Shelter in a Storm

Steeped in history, philanthropy, deeply felt humanitarian principles, and sometimes controversy, the story of the Vineyard MSPCA reaches back through the decades to the early part of the twentieth century. This was when the late Katharine M. Foote built a small house and shelter for animals just off Pennywise Path in a wooded area on the outskirts of Edgartown. Kitty Foote, as she was known, was an indefatigable defender of animal rights. She founded the Vineyard Animal Rescue League and scrambled to raise money to keep a veterinarian on the Island, a difficult task, especially during the war years.

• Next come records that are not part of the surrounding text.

//! Index snapshot persistence (`index.json`).
//!
//! The snapshot is a derived cache of the store. Anything wrong with it is
//! reported as [`LibraryError::IndexDegraded`] so the caller can rebuild
//! instead of failing.

use std::path::{Path, PathBuf};
use std::sync::atomic::{AtomicU64, Ordering};

use research_library_core::index::{IndexSnapshot, InvertedIndex};
use research_library_core::tokenize::TokenizerConfig;
use research_library_core::{LibraryError, Result};

static TMP_COUNTER: AtomicU64 = AtomicU64::new(0);

/// Load the snapshot at `path` for an index using `tokenizer`.
pub async fn load(path: &Path, tokenizer: &TokenizerConfig) -> Result<InvertedIndex> {
    let bytes = match tokio::fs::read(path).await {
        Ok(bytes) => bytes,
        Err(e) if e.kind() == std::io::ErrorKind::NotFound => {
            return Err(LibraryError::degraded(format!(
                "no index snapshot at {}",
                path.display()
            )));
        }
        Err(e) => {
            return Err(LibraryError::degraded(format!(
                "cannot read {}: {}",
                path.display(),
                e
            )));
        }
    };

    let snapshot: IndexSnapshot = serde_json::from_slice(&bytes).map_err(|e| {
        LibraryError::degraded(format!("unreadable snapshot {}: {}", path.display(), e))
    })?;

    InvertedIndex::from_snapshot(tokenizer, snapshot)
}

/// Write a snapshot of `index` to `path` via a temp file and rename.
pub async fn save(path: &Path, index: &InvertedIndex) -> Result<()> {
    let snapshot = index.snapshot();
    let json = serde_json::to_vec(&snapshot)
        .map_err(|e| LibraryError::corrupt(path.display(), e))?;

    if let Some(parent) = path.parent().filter(|p| !p.as_os_str().is_empty()) {
        tokio::fs::create_dir_all(parent)
            .await
            .map_err(|e| LibraryError::storage(format!("creating {}", parent.display()), e))?;
    }

    let mut tmp = path.as_os_str().to_owned();
    tmp.push(format!(
        ".tmp-{}-{}",
        std::process::id(),
        TMP_COUNTER.fetch_add(1, Ordering::Relaxed)
    ));
    let tmp = PathBuf::from(tmp);

    tokio::fs::write(&tmp, &json)
        .await
        .map_err(|e| LibraryError::storage(format!("writing {}", tmp.display()), e))?;
    if let Err(e) = tokio::fs::rename(&tmp, path).await {
        if let Err(cleanup) = tokio::fs::remove_file(&tmp).await {
            tracing::warn!(path = %tmp.display(), error = %cleanup, "failed to remove temp snapshot");
        }
        return Err(LibraryError::storage(format!("replacing {}", path.display()), e));
    }

    tracing::debug!(
        path = %path.display(),
        documents = snapshot.documents.len(),
        "saved index snapshot"
    );
    Ok(())
}

#[cfg(test)]
mod tests {
    use super::*;
    use chrono::Utc;
    use research_library_core::index::LexicalIndex;
    use research_library_core::models::{Resource, Source};

    fn doc(url: &str, seq: u64, content: &str) -> Resource {
        Resource::new(Source::Url { url: url.into() }, url, content, Utc::now()).with_seq(seq)
    }

    #[tokio::test]
    async fn test_save_then_load() {
        let dir = tempfile::tempdir().unwrap();
        let path = dir.path().join("nested").join("index.json");
        let config = TokenizerConfig::default();

        let index = InvertedIndex::new(&config);
        index.insert(&doc("https://a", 1, "quantum computing uses qubits"));
        index.insert(&doc("https://b", 2, "classical computing uses bits"));
        save(&path, &index).await.unwrap();

        let loaded = load(&path, &config).await.unwrap();
        assert_eq!(loaded.stats(), index.stats());
        let terms = vec!["qubits".to_string()];
        assert_eq!(loaded.search(&terms), index.search(&terms));
    }

    #[tokio::test]
    async fn test_missing_snapshot_is_degraded() {
        let dir = tempfile::tempdir().unwrap();
        let err = load(&dir.path().join("index.json"), &TokenizerConfig::default())
            .await
            .err()
            .unwrap();
        assert!(matches!(err, LibraryError::IndexDegraded(_)));
    }

    #[tokio::test]
    async fn test_garbage_snapshot_is_degraded() {
        let dir = tempfile::tempdir().unwrap();
        let path = dir.path().join("index.json");
        std::fs::write(&path, b"{\"format_version\": ").unwrap();
        let err = load(&path, &TokenizerConfig::default()).await.err().unwrap();
        assert!(matches!(err, LibraryError::IndexDegraded(_)));
    }
}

Kitty Foote would go to any length to save an animal and the tales are legion, right up to the time just before her death when she was out on South Beach in the winter rescuing an injured seagull, the hem of her long coat crusted with ice. She was also wise enough to enlist the help of others in order to advance her cause; in 1947, thirteen years after she built her shelter and faced with ongoing difficulties in finding veterinarians, Kitty Foote appealed to the Massachusetts Society for the Prevention of Cruelty to Animals, which was based in Boston and owned the Angell Memorial Animal Hospital, to take over the shelter here. The society agreed.

That did not spell the end of the involvement of Islanders in animal welfare. Over the last five decades they have raised hundreds of thousands of dollars to build an infrastructure for the shelter. There have been capital campaigns led by celebrities, from Katharine Cornell to Walter Cronkite. There have been controversies, from an ousted shelter manager to discord over a program to provide low-cost neutering for dogs and cats. There have been quirky moments — in 1949 the shelter was the beneficiary of the estate of Pam, the only dog to have an Island bank account, and in 1959 the shelter took in an injured fawn who was nicknamed Bambi and became an Island celebrity in its own right.

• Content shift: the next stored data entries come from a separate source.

//! Library statistics and index health (`rlib stats`).

use anyhow::Result;

use crate::config::Config;
use crate::library::{IndexStatus, Library};

/// Run the stats command: open the library and print a summary.
pub async fn run_stats(config: &Config, json: bool) -> Result<()> {
    let library = Library::open(config.clone()).await?;
    let stats = library.stats().await?;

    if json {
        println!("{}", serde_json::to_string_pretty(&stats)?);
        return Ok(());
    }

    let snapshot_size = std::fs::metadata(config.index_path())
        .map(|m| m.len())
        .unwrap_or(0);

    println!("Research Library Stats");
    println!("======================");
    println!();
    println!("  Store:       {}", config.store.root.display());
    println!("  Index:       {}", config.index_path().display());
    println!("  Index size:  {}", format_bytes(snapshot_size));
    println!();
    println!("  Resources:   {}", stats.resources);
    println!("  Indexed:     {}", stats.index.documents);
    println!("  Terms:       {}", stats.index.terms);
    println!("  Tokens:      {}", stats.index.total_tokens);
    println!("  Avg length:  {:.1}", stats.index.average_length());
    match &stats.status {
        IndexStatus::Consistent => println!("  Health:      consistent"),
        IndexStatus::Degraded { reason } => {
            println!("  Health:      degraded ({})", reason);
            println!("               run `rlib rebuild` to repair");
        }
    }

    if !stats.top_terms.is_empty() {
        println!();
        println!("  Most common terms:");
        println!("  {:<24} {:>6}", "TERM", "DOCS");
        println!("  {}", "-".repeat(31));
        for (term, df) in &stats.top_terms {
            println!("  {:<24} {:>6}", term, df);
        }
    }

    Ok(())
}

fn format_bytes(bytes: u64) -> String {
    const KB: u64 = 1024;
    const MB: u64 = KB * 1024;
    if bytes >= MB {
        format!("{:.1} MB", bytes as f64 / MB as f64)
    } else if bytes >= KB {
        format!("{:.1} KB", bytes as f64 / KB as f64)
    } else {
        format!("{} B", bytes)
    }
}

#[cfg(test)]
mod tests {
    use super::*;

    #[test]
    fn test_format_bytes() {
        assert_eq!(format_bytes(512), "512 B");
        assert_eq!(format_bytes(2048), "2.0 KB");
        assert_eq!(format_bytes(3 * 1024 * 1024), "3.0 MB");
    }
}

Kitty Foote died in 1955 and left her property to the MSPCA.

And now the MSPCA has announced it will close the shelter May 1, due to the dire financial straits of the mother institution.

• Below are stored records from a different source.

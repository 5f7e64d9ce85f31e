//! In-memory [`ResourceStore`] implementation for tests and embedding.
//!
//! Uses a `HashMap` behind `std::sync::RwLock`. Writers hold the lock for
//! the whole put, so readers observe either the old or the new resource.

use std::collections::HashMap;
use std::sync::{PoisonError, RwLock};

use async_trait::async_trait;

use crate::error::{LibraryError, Result};
use crate::models::{Resource, ResourceId, ResourceSummary};

use super::{PutOutcome, PutStatus, ResourceStore};

#[derive(Default)]
struct Inner {
    resources: HashMap<ResourceId, Resource>,
    next_seq: u64,
}

/// In-memory store.
#[derive(Default)]
pub struct InMemoryStore {
    inner: RwLock<Inner>,
}

impl InMemoryStore {
    pub fn new() -> Self {
        Self::default()
    }

    pub fn len(&self) -> usize {
        self.inner
            .read()
            .unwrap_or_else(PoisonError::into_inner)
            .resources
            .len()
    }

    pub fn is_empty(&self) -> bool {
        self.len() == 0
    }
}

#[async_trait]
impl ResourceStore for InMemoryStore {
    async fn put(&self, resource: &Resource) -> Result<PutOutcome> {
        let mut inner = self.inner.write().unwrap_or_else(PoisonError::into_inner);

        if let Some(existing) = inner.resources.get(&resource.id) {
            let seq = existing.seq;
            if existing.content_hash == resource.content_hash {
                return Ok(PutOutcome {
                    id: resource.id.clone(),
                    seq,
                    status: PutStatus::Unchanged,
                });
            }
            inner
                .resources
                .insert(resource.id.clone(), resource.clone().with_seq(seq));
            return Ok(PutOutcome {
                id: resource.id.clone(),
                seq,
                status: PutStatus::Updated,
            });
        }

        inner.next_seq += 1;
        let seq = inner.next_seq;
        inner
            .resources
            .insert(resource.id.clone(), resource.clone().with_seq(seq));
        Ok(PutOutcome {
            id: resource.id.clone(),
            seq,
            status: PutStatus::Created,
        })
    }

    async fn get(&self, id: &ResourceId) -> Result<Resource> {
        let inner = self.inner.read().unwrap_or_else(PoisonError::into_inner);
        inner
            .resources
            .get(id)
            .cloned()
            .ok_or_else(|| LibraryError::NotFound(id.clone()))
    }

    async fn list(&self) -> Result<Vec<ResourceSummary>> {
        let inner = self.inner.read().unwrap_or_else(PoisonError::into_inner);
        let mut summaries: Vec<ResourceSummary> =
            inner.resources.values().map(Resource::summarize).collect();
        summaries.sort_by_key(|s| s.seq);
        Ok(summaries)
    }

    async fn delete(&self, id: &ResourceId) -> Result<()> {
        let mut inner = self.inner.write().unwrap_or_else(PoisonError::into_inner);
        inner
            .resources
            .remove(id)
            .map(|_| ())
            .ok_or_else(|| LibraryError::NotFound(id.clone()))
    }

    async fn set_summary(&self, id: &ResourceId, summary: &str) -> Result<()> {
        let mut inner = self.inner.write().unwrap_or_else(PoisonError::into_inner);
        let resource = inner
            .resources
            .get_mut(id)
            .ok_or_else(|| LibraryError::NotFound(id.clone()))?;
        resource.summary = Some(summary.to_string());
        Ok(())
    }
}

#[cfg(test)]
mod tests {
    use super::*;
    use crate::models::Source;
    use chrono::Utc;

    fn page(url: &str, content: &str) -> Resource {
        Resource::new(
            Source::Url {
                url: url.to_string(),
            },
            url,
            content,
            Utc::now(),
        )
    }

    #[tokio::test]
    async fn test_put_is_idempotent() {
        let store = InMemoryStore::new();
        let r = page("https://a", "alpha");
        let first = store.put(&r).await.unwrap();
        let second = store.put(&r).await.unwrap();
        assert_eq!(first.status, PutStatus::Created);
        assert_eq!(second.status, PutStatus::Unchanged);
        assert_eq!(first.id, second.id);
        assert_eq!(store.list().await.unwrap().len(), 1);
    }

    #[tokio::test]
    async fn test_update_keeps_sequence() {
        let store = InMemoryStore::new();
        store.put(&page("https://a", "alpha")).await.unwrap();
        store.put(&page("https://b", "beta")).await.unwrap();
        let outcome = store.put(&page("https://a", "alpha v2")).await.unwrap();
        assert_eq!(outcome.status, PutStatus::Updated);
        assert_eq!(outcome.seq, 1);

        let listed = store.list().await.unwrap();
        assert_eq!(listed[0].id, ResourceId::from_url("https://a"));
        let stored = store.get(&outcome.id).await.unwrap();
        assert_eq!(stored.content, "alpha v2");
    }

    #[tokio::test]
    async fn test_missing_ids() {
        let store = InMemoryStore::new();
        let id = ResourceId::from_url("https://nowhere");
        assert!(store.get(&id).await.unwrap_err().is_not_found());
        assert!(store.delete(&id).await.unwrap_err().is_not_found());
        assert!(store.set_summary(&id, "x").await.unwrap_err().is_not_found());
    }

    #[tokio::test]
    async fn test_delete_and_summary() {
        let store = InMemoryStore::new();
        let outcome = store.put(&page("https://a", "alpha")).await.unwrap();
        store.set_summary(&outcome.id, "about alpha").await.unwrap();
        assert_eq!(
            store.get(&outcome.id).await.unwrap().summary.as_deref(),
            Some("about alpha")
        );
        store.delete(&outcome.id).await.unwrap();
        assert!(store.is_empty());
    }
}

The wide network of animal welfare activists on the Vineyard has already begun to rally around a new cause — keeping the shelter open, even if it means running it themselves.

They will hopefully prevail, and meanwhile, the MSPCA in Boston has much to answer for here on the Island, where so much money has been donated over the years to their charitable cause. Has the society breached its public trust? It may be a matter for the Massachusetts Attorney General to investigate.